All The Books I Cannot Read

You know that millenial-generational thing, FOMO? Fear Of Missing Out? I have that, kind of, but about books. When I stop to think about it I get genuinely upset when I think about all the books in the world that I will never have time to read. There are so many stories, so much research, so much to know about, and I will never be able to do more than scratch the surface. As I continue to add title after title to the list of books I want to read I become more and more aware of how little I actually know. There are millions and millions of stories I’ll never hear, and zillions of facts I’ll never understand or even comprehend that such information exists , so I will never question. The weight of all the knowledge that exists is both sunlight and soul-crushing, it feeds and inspires me and feels exclusionary; I’ll never know it all.

Thus, I love reading, I love discovering a new-to-me, fascinating topic and devouring a bunch of books about it before moving on to another.
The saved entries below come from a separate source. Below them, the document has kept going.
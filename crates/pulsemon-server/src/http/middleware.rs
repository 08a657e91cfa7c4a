use super::AppState;
use axum::body::{to_bytes, Body};
use axum::extract::{Request, State};
use axum::http::StatusCode;
use axum::middleware::Next;
use axum::response::{IntoResponse, Response};
use std::net::IpAddr;
use std::time::Instant;

/// Request bodies larger than this are rejected outright.
const MAX_BODY_BYTES: usize = 4 * 1024 * 1024;

/// Rejects requests whose declared source IP is absent from or outside the
/// trusted subnet. Passes everything through when no subnet is configured.
pub async fn trusted_network_check(
    State(state): State<AppState>,
    req: Request,
    next: Next,
) -> Response {
    let Some(subnet) = state.trusted else {
        return next.run(req).await;
    };

    let header = req
        .headers()
        .get("x-real-ip")
        .and_then(|v| v.to_str().ok())
        .unwrap_or("");
    if header.is_empty() {
        tracing::warn!("request rejected: missing X-Real-Ip header");
        return (
            StatusCode::FORBIDDEN,
            "request does not have X-Real-Ip header",
        )
            .into_response();
    }

    match header.parse::<IpAddr>() {
        Ok(ip) if subnet.contains(ip) => next.run(req).await,
        Ok(ip) => {
            tracing::warn!(ip = %ip, subnet = %subnet, "request rejected: untrusted source");
            (
                StatusCode::FORBIDDEN,
                format!("access is forbidden for {ip}"),
            )
                .into_response()
        }
        Err(_) => {
            tracing::warn!(header, "request rejected: unparseable X-Real-Ip");
            (StatusCode::FORBIDDEN, "invalid X-Real-Ip header").into_response()
        }
    }
}

/// Decrypts the request body with the configured private key before the
/// handlers parse it. Empty bodies pass through untouched.
pub async fn decrypt_body(State(state): State<AppState>, req: Request, next: Next) -> Response {
    let Some(decryptor) = state.decryptor.clone() else {
        return next.run(req).await;
    };

    let (parts, body) = req.into_parts();
    let bytes = match to_bytes(body, MAX_BODY_BYTES).await {
        Ok(bytes) => bytes,
        Err(_) => {
            return (StatusCode::BAD_REQUEST, "could not read request body").into_response();
        }
    };
    if bytes.is_empty() {
        return next.run(Request::from_parts(parts, Body::from(bytes))).await;
    }

    match decryptor.decrypt(&bytes) {
        Ok(plain) => next.run(Request::from_parts(parts, Body::from(plain))).await,
        Err(e) => {
            tracing::warn!(error = %e, "request rejected: undecryptable body");
            (StatusCode::BAD_REQUEST, "could not decrypt message").into_response()
        }
    }
}

/// Logs every request with its status and elapsed time.
pub async fn request_logging(req: Request, next: Next) -> Response {
    let method = req.method().clone();
    let path = req.uri().path().to_string();
    let start = Instant::now();

    let response = next.run(req).await;

    tracing::info!(
        %method,
        path,
        status = response.status().as_u16(),
        elapsed_us = start.elapsed().as_micros() as u64,
        "request"
    );
    response
}
use anyhow::{bail, Context};
use clap::Parser;
use serde::Deserialize;
use std::collections::HashMap;
use std::path::PathBuf;
use std::time::Duration;

/// Wire transport used to push metrics to the collector.
#[derive(Debug, Clone, Copy, PartialEq, Eq, clap::ValueEnum)]
pub enum Transport {
    Http,
    Rpc,
}

impl std::str::FromStr for Transport {
    type Err = anyhow::Error;

    fn from_str(s: &str) -> Result<Self, Self::Err> {
        match s {
            "http" => Ok(Transport::Http),
            "rpc" | "grpc" => Ok(Transport::Rpc),
            _ => bail!("unknown transport '{s}' (expected http or rpc)"),
        }
    }
}

/// Immutable agent configuration, assembled once at startup.
#[derive(Debug, Clone)]
pub struct AgentConfig {
    /// Collector address to send data to.
    pub address: String,
    pub report_interval: Duration,
    pub poll_interval: Duration,
    /// HMAC key for integrity tags; unset disables signing.
    pub key: Option<String>,
    /// Path to the collector's RSA public key; unset disables sealing.
    pub crypto_key: Option<PathBuf>,
    pub transport: Transport,
    /// Source IP advertised in X-Real-Ip. Auto-detected when unset.
    pub source_ip: Option<String>,
}

impl Default for AgentConfig {
    fn default() -> Self {
        Self {
            address: "localhost:8080".to_string(),
            report_interval: Duration::from_secs(10),
            poll_interval: Duration::from_secs(2),
            key: None,
            crypto_key: None,
            transport: Transport::Http,
            source_ip: None,
        }
    }
}

/// Parses `"300"`, `"1.5"` (seconds) or suffixed forms (`"10s"`, `"500ms"`,
/// `"5m"`, `"1h"`).
pub fn parse_duration(s: &str) -> Result<Duration, String> {
    let s = s.trim();
    if let Ok(secs) = s.parse::<f64>() {
        if secs < 0.0 {
            return Err(format!("negative duration '{s}'"));
        }
        return Ok(Duration::from_secs_f64(secs));
    }
    let (number, scale) = if let Some(v) = s.strip_suffix("ms") {
        (v, 0.001)
    } else if let Some(v) = s.strip_suffix('s') {
        (v, 1.0)
    } else if let Some(v) = s.strip_suffix('m') {
        (v, 60.0)
    } else if let Some(v) = s.strip_suffix('h') {
        (v, 3600.0)
    } else {
        return Err(format!("invalid duration '{s}'"));
    };
    let value: f64 = number
        .parse()
        .map_err(|_| format!("invalid duration '{s}'"))?;
    if value < 0.0 {
        return Err(format!("negative duration '{s}'"));
    }
    Ok(Duration::from_secs_f64(value * scale))
}

/// Duration field of the JSON config file: either a bare number of seconds
/// or a suffixed string.
#[derive(Debug, Clone, Deserialize)]
#[serde(untagged)]
pub enum DurationField {
    Seconds(f64),
    Text(String),
}

impl DurationField {
    pub fn to_duration(&self) -> anyhow::Result<Duration> {
        match self {
            DurationField::Seconds(secs) if *secs >= 0.0 => Ok(Duration::from_secs_f64(*secs)),
            DurationField::Seconds(secs) => bail!("negative duration {secs}"),
            DurationField::Text(s) => parse_duration(s).map_err(anyhow::Error::msg),
        }
    }
}

/// Command-line flags. All optional; unset flags fall back to the config
/// file and the built-in defaults.
#[derive(Parser, Debug, Default)]
#[command(
    name = "pulsemon-agent",
    about = "Collects host metrics and pushes them to the collector"
)]
pub struct Flags {
    /// Address for sending data to
    #[arg(short = 'a', long = "address")]
    pub address: Option<String>,

    /// Metric report to server interval
    #[arg(short = 'r', long = "report-interval", value_parser = parse_duration)]
    pub report_interval: Option<Duration>,

    /// Metric poll interval
    #[arg(short = 'p', long = "poll-interval", value_parser = parse_duration)]
    pub poll_interval: Option<Duration>,

    /// HMAC key for metric signing
    #[arg(short = 'k', long = "key")]
    pub key: Option<String>,

    /// Path to the collector's public key
    #[arg(long = "crypto-key")]
    pub crypto_key: Option<PathBuf>,

    /// Wire transport
    #[arg(long = "transport", value_enum)]
    pub transport: Option<Transport>,

    /// Source IP to advertise (auto-detected when omitted)
    #[arg(long = "source-ip")]
    pub source_ip: Option<String>,

    /// Path to a JSON config file
    #[arg(short = 'c', long = "config")]
    pub config: Option<PathBuf>,
}

/// JSON config file contents. Every field optional.
#[derive(Debug, Default, Deserialize)]
pub struct FileConfig {
    pub address: Option<String>,
    pub report_interval: Option<DurationField>,
    pub poll_interval: Option<DurationField>,
    pub key: Option<String>,
    pub crypto_key: Option<PathBuf>,
    pub transport: Option<String>,
    pub source_ip: Option<String>,
}

impl FileConfig {
    pub fn load(path: &std::path::Path) -> anyhow::Result<Self> {
        tracing::info!(path = %path.display(), "loading config file");
        let data = std::fs::read_to_string(path)
            .with_context(|| format!("cannot read config file '{}'", path.display()))?;
        serde_json::from_str(&data)
            .with_context(|| format!("cannot parse config file '{}'", path.display()))
    }
}

/// Loads the agent configuration from process arguments, environment, and
/// the optional JSON config file. Fatal on any invalid option.
pub fn load() -> anyhow::Result<AgentConfig> {
    let flags = Flags::parse();
    let env: HashMap<String, String> = std::env::vars().collect();
    let file = match env.get("CONFIG").map(PathBuf::from).or_else(|| flags.config.clone()) {
        Some(path) => Some(FileConfig::load(&path)?),
        None => None,
    };
    resolve(file, flags, &env)
}

/// Pure resolution of the configuration layers, precedence high to low:
/// environment, flags, config file, defaults.
pub fn resolve(
    file: Option<FileConfig>,
    flags: Flags,
    env: &HashMap<String, String>,
) -> anyhow::Result<AgentConfig> {
    let mut cfg = AgentConfig::default();

    if let Some(file) = file {
        if let Some(v) = file.address {
            cfg.address = v;
        }
        if let Some(v) = file.report_interval {
            cfg.report_interval = v.to_duration().context("report_interval")?;
        }
        if let Some(v) = file.poll_interval {
            cfg.poll_interval = v.to_duration().context("poll_interval")?;
        }
        if let Some(v) = file.key {
            cfg.key = Some(v);
        }
        if let Some(v) = file.crypto_key {
            cfg.crypto_key = Some(v);
        }
        if let Some(v) = file.transport {
            cfg.transport = v.parse()?;
        }
        if let Some(v) = file.source_ip {
            cfg.source_ip = Some(v);
        }
    }

    if let Some(v) = flags.address {
        cfg.address = v;
    }
    if let Some(v) = flags.report_interval {
        cfg.report_interval = v;
    }
    if let Some(v) = flags.poll_interval {
        cfg.poll_interval = v;
    }
    if let Some(v) = flags.key {
        cfg.key = Some(v);
    }
    if let Some(v) = flags.crypto_key {
        cfg.crypto_key = Some(v);
    }
    if let Some(v) = flags.transport {
        cfg.transport = v;
    }
    if let Some(v) = flags.source_ip {
        cfg.source_ip = Some(v);
    }

    if let Some(v) = env.get("ADDRESS") {
        cfg.address = v.clone();
    }
    if let Some(v) = env.get("REPORT_INTERVAL") {
        cfg.report_interval = parse_duration(v).map_err(anyhow::Error::msg)?;
    }
    if let Some(v) = env.get("POLL_INTERVAL") {
        cfg.poll_interval = parse_duration(v).map_err(anyhow::Error::msg)?;
    }
    if let Some(v) = env.get("KEY") {
        cfg.key = Some(v.clone());
    }
    if let Some(v) = env.get("CRYPTO_KEY") {
        cfg.crypto_key = Some(PathBuf::from(v));
    }
    if let Some(v) = env.get("TRANSPORT") {
        cfg.transport = v.parse()?;
    }
    if let Some(v) = env.get("SOURCE_IP") {
        cfg.source_ip = Some(v.clone());
    }

    if cfg.key.as_deref() == Some("") {
        cfg.key = None;
    }
    if cfg.crypto_key.as_deref() == Some(std::path::Path::new("")) {
        cfg.crypto_key = None;
    }
    Ok(cfg)
}

#[cfg(test)]
mod tests {
    use super::*;

    #[test]
    fn duration_parsing() {
        assert_eq!(parse_duration("300").unwrap(), Duration::from_secs(300));
        assert_eq!(parse_duration("1.5").unwrap(), Duration::from_millis(1500));
        assert_eq!(parse_duration("10s").unwrap(), Duration::from_secs(10));
        assert_eq!(parse_duration("500ms").unwrap(), Duration::from_millis(500));
        assert_eq!(parse_duration("5m").unwrap(), Duration::from_secs(300));
        assert_eq!(parse_duration("1h").unwrap(), Duration::from_secs(3600));
        assert!(parse_duration("abc").is_err());
        assert!(parse_duration("-2s").is_err());
    }

    #[test]
    fn defaults_when_no_sources_set() {
        let cfg = resolve(None, Flags::default(), &HashMap::new()).unwrap();
        assert_eq!(cfg.address, "localhost:8080");
        assert_eq!(cfg.report_interval, Duration::from_secs(10));
        assert_eq!(cfg.poll_interval, Duration::from_secs(2));
        assert_eq!(cfg.transport, Transport::Http);
        assert!(cfg.key.is_none());
    }

    #[test]
    fn file_overrides_defaults() {
        let file: FileConfig = serde_json::from_str(
            r#"{"address":"example:9000","report_interval":"30s","poll_interval":1}"#,
        )
        .unwrap();
        let cfg = resolve(Some(file), Flags::default(), &HashMap::new()).unwrap();
        assert_eq!(cfg.address, "example:9000");
        assert_eq!(cfg.report_interval, Duration::from_secs(30));
        assert_eq!(cfg.poll_interval, Duration::from_secs(1));
    }

    #[test]
    fn flags_override_file() {
        let file: FileConfig =
            serde_json::from_str(r#"{"address":"from-file:1111"}"#).unwrap();
        let flags = Flags {
            address: Some("from-flag:2222".to_string()),
            ..Flags::default()
        };
        let cfg = resolve(Some(file), flags, &HashMap::new()).unwrap();
        assert_eq!(cfg.address, "from-flag:2222");
    }

    #[test]
    fn env_overrides_flags() {
        let flags = Flags {
            address: Some("from-flag:2222".to_string()),
            report_interval: Some(Duration::from_secs(1)),
            ..Flags::default()
        };
        let env: HashMap<String, String> = [
            ("ADDRESS".to_string(), "from-env:3333".to_string()),
            ("REPORT_INTERVAL".to_string(), "7s".to_string()),
            ("TRANSPORT".to_string(), "rpc".to_string()),
        ]
        .into();
        let cfg = resolve(None, flags, &env).unwrap();
        assert_eq!(cfg.address, "from-env:3333");
        assert_eq!(cfg.report_interval, Duration::from_secs(7));
        assert_eq!(cfg.transport, Transport::Rpc);
    }

    #[test]
    fn empty_key_means_signing_disabled() {
        let env: HashMap<String, String> = [("KEY".to_string(), String::new())].into();
        let cfg = resolve(None, Flags::default(), &env).unwrap();
        assert!(cfg.key.is_none());
    }

    #[test]
    fn flags_parse_from_argv() {
        let flags =
            Flags::try_parse_from(["pulsemon-agent", "-a", "host:9090", "-r", "5s"]).unwrap();
        assert_eq!(flags.address.as_deref(), Some("host:9090"));
        assert_eq!(flags.report_interval, Some(Duration::from_secs(5)));
    }
}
I love to return to favorite topics year after year, increasing my knowledge base about, for example, Charles Darwin, or life in North Korea, or neuroscience, or notable feminists, or the reign of the Russian Romanov tsars, or whatever. I do tend to skew heavily towards non-fiction, and typically the novels I have read are not new releases, I usually wait a few years until the initial hype is gone to determine whether or not a fiction book has staying power. If it does, I’ll take the bait; otherwise, I’ll pass. As I’ve gotten a bit older I have honed in on the type of book I like and generally choose ones that will fall into that category from the get-go; so I feel like I am enjoying reading more than I have previously, and I’m reading more, but that has everything to do with the books I start in the first place.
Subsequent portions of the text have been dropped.